Paul: "Trying to pull together some kind of response to the happenings in Iraq, but such outrage really demands more than the usual actions such as letters to the ... signing petitions ... etc., but it may well be time to take to the streets (again!)."
Me: "Isn't it wonderful, what MoveOn is accomplishing by way of unifying the voices of the electorate?"
Paul: "Yes, but it isn't enough."
Me: "But, of course I know that. But it's a beginning place, isn't it?"
Paul: "Of course it is, but with Kerry doing the predictable campaign waltz of shifting to the Center when he should be solidifying his base on the Left is tragic and may just lose the momentum he gathered during the primaries."
Me: "But what do we do...?"

And that's where I've been since we cradled the phones.

We probably need a controlled and peaceful revolution like that of the Sixties. That brought us Civil Rights as well as a withdrawal from Vietnam and brought down a corrupt presidency. Why should we be hesitant to use the streets now? The threat to our existence on the planet is greater than in all of history. The total destruction of the world may be at hand. Orwell's 1984 was an accurate predicter of the present -- with the signs leading up to his "future" well-marked. Whatever are we waiting for? The rest of the world is now under the empirical control of our nation -- for good or evil. Should the current trends prevail, we may be doomed -- taking everyone else with us. That means your children, my children, and theirs. How can we not act? Why do I feel this paralysis? What savior are we non-believers waiting for?

I've now lived long enough to have seen the rate of change accellerate from generations measured in half-century cycles to today when they're measured by five years or less. That increases the sensitivity factor so much that -- as with MoveOn -- the effects are almost instantly measurable. We have new organizing tools and a new generation of thinkers and activists to use them. This world is not the one I thought we were creating, but somewhere in the mix that world must still exist. Paul Sawyer, Aron Gilmartin, and millions of others -- together -- bending in the direction of constructive change helped to give that world life. The counteracting forces have all but obliterated the humane governance we worked hard to produce. It may not be too late to salvage something of worth from those efforts.

Paul has a boat moored at the Berkeley Marina and will be coming north in July with his Susan. If the world is still whole, we'll spend time together and try to blow on the embers of the past in hope of finding some new pathways for the future. We've lots of friends in common and some are still around, probably as frightened and immobilized as we. Wonder what would happen if we came together to provide some moral guidance to those new to social action as we knew it? We may have passed the torch, but was it well lit?

Kesey died a year or so ago. Would love to have had the chance to sit with those two again. I've met a number of original thinkers over my lifetime, and these two may top that list. It will be great to see Paul again.

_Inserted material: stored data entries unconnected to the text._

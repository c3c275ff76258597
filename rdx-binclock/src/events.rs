//! Events broadcast by the `ClockEngine`.

use crate::error::ClockError;
use crate::registry::DisplayId;
use crate::state::ClockState;
use tokio::time::Instant;

/// Lifecycle and dispatch notifications from a running engine.
#[derive(Debug, Clone)]
pub enum ClockEvent {
    /// Fired once when the engine's run loop begins.
    EngineStarted { timestamp: Instant },
    /// Fired after a state has been handed to every display.
    Tick { state: ClockState, displays: usize },
    /// The clock source failed, so nothing was rendered this tick.
    TickFailed { reason: ClockError },
    /// Fired when a display is registered.
    DisplayAdded { id: DisplayId },
    /// Fired when a display is removed.
    DisplayRemoved { id: DisplayId },
    /// Fired once when the run loop is about to exit.
    EngineShutdown,
}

Now back to the Great Escape known as Fleshing Out The Proposal for the Convention Center. Meeting Jennifer for a two hour session this afternoon and I'm late. The world will just have to take care of itself until I get back. And, yes, I realize that I'm avoiding the radio or television and have been for days. Have lost my status as a news junkie, a sure symptom of my paralyzing and growing fear of knowing. The feeling of helplessness grows in direct proportion to the exposure to the media.

November can't come too soon!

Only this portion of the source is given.